Dans notre cas, c’est surtout la zone située entre les deux jets qui correspond à l’anomalie dynamique du talweg.
Cette zone de diffluence en altitude explique pourquoi l’instabilité a pu se développer jusqu’à la tropopause.
Il manque cependant des données essentielles comme la CAPE ou un hodographe complet permettant d’évaluer précisément le cisaillement vertical du vent.
En 2005, les outils disponibles sur Internet ne permettaient pas encore d’effectuer ce type d’analyse détaillée.
Conclusion
Cet épisode montre combien la prévision des orages peut être complexe lorsque la convection dépend fortement de la dynamique générale de l’atmosphère.
La présence d’un air très humide en basse couche, surmonté d’un air plus sec en moyenne altitude, a favorisé le développement des cellules orageuses.
Au-dessus, une tropopause relativement basse (environ 9000 mètres) a permis aux orages d’atteindre rapidement cette limite et de produire des sommets pénétrants.
Le talweg était associé à une anomalie dynamique de tropopause possédant une forte vorticité potentielle, arrivant dans un flux d’ouest-nord-ouest.
Cette configuration a généré des ascendances suffisamment puissantes pour créer un orage multicellulaire rétrograde parfaitement organisé, avec plusieurs cellules hiérarchisées prenant une forme en escalier.
L’ensemble a formé une grappe puis une ligne orageuse le long de la Loire, suivant une ligne de convergence située dans le creux du talweg.
Le flux d’altitude plus rapide a ensuite provoqué un déplacement perpendiculaire à la ligne de formation.

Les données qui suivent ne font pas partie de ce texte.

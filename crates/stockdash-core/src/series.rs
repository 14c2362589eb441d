//! Chart series projection.
//!
//! Records are sorted once by calendar date (stable, so records sharing a
//! date keep their input order) and then projected into the shapes chart
//! components consume. Labels are the literal record dates in sorted order;
//! duplicate dates are not merged.

use std::collections::BTreeSet;

use serde::{Deserialize, Serialize};

use crate::{MovingAverage, StockRecord};

/// Single chart point.
#[derive(Debug, Clone, PartialEq, Serialize, Deserialize)]
pub struct Point<Y> {
    pub x: String,
    pub y: Y,
}

impl<Y> Point<Y> {
    pub fn new(x: impl Into<String>, y: Y) -> Self {
        Self { x: x.into(), y }
    }
}

/// One moving-average overlay. `None` points render as gaps.
#[derive(Debug, Clone, PartialEq, Serialize, Deserialize)]
pub struct OverlaySeries {
    pub average: MovingAverage,
    pub points: Vec<Point<Option<f64>>>,
}

/// Every series emitted for one render.
#[derive(Debug, Clone, Default, PartialEq, Serialize, Deserialize)]
pub struct SeriesSet {
    pub labels: Vec<String>,
    pub close: Vec<Point<f64>>,
    pub ohlc: Vec<Point<[f64; 4]>>,
    pub overlays: Vec<OverlaySeries>,
}

impl SeriesSet {
    pub fn is_empty(&self) -> bool {
        self.labels.is_empty()
    }

    pub fn len(&self) -> usize {
        self.labels.len()
    }

    pub fn overlay(&self, average: MovingAverage) -> Option<&OverlaySeries> {
        self.overlays
            .iter()
            .find(|overlay| overlay.average == average)
    }
}

/// Moving-average overlays switched on by the user.
#[derive(Debug, Clone, Default, PartialEq, Eq, Serialize, Deserialize)]
pub struct OverlayToggles {
    enabled: BTreeSet<MovingAverage>,
}

impl OverlayToggles {
    pub fn none() -> Self {
        Self::default()
    }

    pub fn all() -> Self {
        MovingAverage::ALL.into_iter().collect()
    }

    /// Flip an overlay and return whether it is now enabled.
    pub fn toggle(&mut self, average: MovingAverage) -> bool {
        if self.enabled.remove(&average) {
            false
        } else {
            self.enabled.insert(average);
            true
        }
    }

    pub fn enable(mut self, average: MovingAverage) -> Self {
        self.enabled.insert(average);
        self
    }

    pub fn is_enabled(&self, average: MovingAverage) -> bool {
        self.enabled.contains(&average)
    }

    pub fn iter(&self) -> impl Iterator<Item = MovingAverage> + '_ {
        self.enabled.iter().copied()
    }
}

impl FromIterator<MovingAverage> for OverlayToggles {
    fn from_iter<T: IntoIterator<Item = MovingAverage>>(iter: T) -> Self {
        Self {
            enabled: iter.into_iter().collect(),
        }
    }
}

/// Stable ascending sort by [`StockRecord::calendar_date`].
pub fn sort_chronologically(records: &[StockRecord]) -> Vec<StockRecord> {
    let mut sorted = records.to_vec();
    sorted.sort_by_key(StockRecord::calendar_date);
    sorted
}

/// Trailing simple moving average. Positions before the window fills are `None`.
pub fn simple_moving_average(values: &[f64], window: usize) -> Vec<Option<f64>> {
    if window == 0 {
        return vec![None; values.len()];
    }

    let mut out = Vec::with_capacity(values.len());
    let mut sum = 0.0;
    for (index, value) in values.iter().enumerate() {
        sum += value;
        if index >= window {
            sum -= values[index - window];
        }
        if index + 1 >= window {
            out.push(Some(sum / window as f64));
        } else {
            out.push(None);
        }
    }
    out
}

/// Sorted view over one fetch result.
#[derive(Debug, Clone, Default, PartialEq)]
pub struct SeriesBuilder {
    records: Vec<StockRecord>,
}

impl SeriesBuilder {
    pub fn new(records: &[StockRecord]) -> Self {
        Self {
            records: sort_chronologically(records),
        }
    }

    pub fn records(&self) -> &[StockRecord] {
        &self.records
    }

    pub fn is_empty(&self) -> bool {
        self.records.is_empty()
    }

    pub fn labels(&self) -> Vec<String> {
        self.records.iter().map(|record| record.date.clone()).collect()
    }

    pub fn close_points(&self) -> impl Iterator<Item = Point<f64>> + '_ {
        self.records
            .iter()
            .map(|record| Point::new(record.date.as_str(), record.close))
    }

    pub fn close_series(&self) -> Vec<Point<f64>> {
        self.close_points().collect()
    }

    pub fn ohlc_series(&self) -> Vec<Point<[f64; 4]>> {
        self.records
            .iter()
            .map(|record| Point::new(record.date.as_str(), record.ohlc()))
            .collect()
    }

    /// Overlay using the record's own average where present and a value
    /// computed from trailing closes otherwise.
    pub fn overlay_series(&self, average: MovingAverage) -> OverlaySeries {
        let needs_fallback = self
            .records
            .iter()
            .any(|record| record.moving_average(average).is_none());
        let computed = if needs_fallback {
            let closes: Vec<f64> = self.records.iter().map(|record| record.close).collect();
            simple_moving_average(&closes, average.window())
        } else {
            Vec::new()
        };

        let points = self
            .records
            .iter()
            .enumerate()
            .map(|(index, record)| {
                let value = record
                    .moving_average(average)
                    .or_else(|| computed.get(index).copied().flatten());
                Point::new(record.date.as_str(), value)
            })
            .collect();

        OverlaySeries { average, points }
    }

    pub fn build(&self, toggles: &OverlayToggles) -> SeriesSet {
        if self.records.is_empty() {
            return SeriesSet::default();
        }

        SeriesSet {
            labels: self.labels(),
            close: self.close_series(),
            ohlc: self.ohlc_series(),
            overlays: toggles
                .iter()
                .map(|average| self.overlay_series(average))
                .collect(),
        }
    }
}

/// Sort `records` and project every series enabled by `toggles`.
pub fn build_series(records: &[StockRecord], toggles: &OverlayToggles) -> SeriesSet {
    SeriesBuilder::new(records).build(toggles)
}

Les cellules les plus matures, situées à l’arrière de la ligne de convergence, ont ainsi été poussées vers le sud par le flux général.
On parle généralement de ligne de grain, même si ici la structure n’était pas parfaitement classique et présentait une évolution plus complexe.
C’est justement à l’extrémité de cette ligne, alors que la journée touchait à sa fin et que la convection restait encore active, que j’ai observé cette étonnante formation en toupie.
Je pense aujourd’hui que le basculement des vents a provoqué, sur ce Cumulus congestus en rotation apparente, un cisaillement important entre la partie jeune et ascendante du système et la partie plus ancienne dominée par les courants descendants.
Cette cellule multicellulaire, dont l’une des composantes présentait un comportement presque supercellulaire, possédait donc certains ingrédients favorables à un mésocyclone éphémère.
Il existe d’ailleurs des cas similaires où des structures supercellulaires apparaissent à partir de systèmes multicellulaires, notamment au sein de lignes de grains arquées (bow echo), de formes ondulées (LEWP) ou, dans de rares cas, de derecho.
Pour conclure, le but de ce dossier n’est pas de démontrer qu’un mésocyclone ou une supercellule étaient effectivement présents ce 6 juin 2005.
Avec les moyens dont je disposais à l’époque, je ne pourrai probablement jamais l’affirmer totalement.
L’objectif est plutôt d’étudier cette possibilité à partir d’éléments objectifs, et surtout de comprendre la remarquable complexité de cet orage particulier.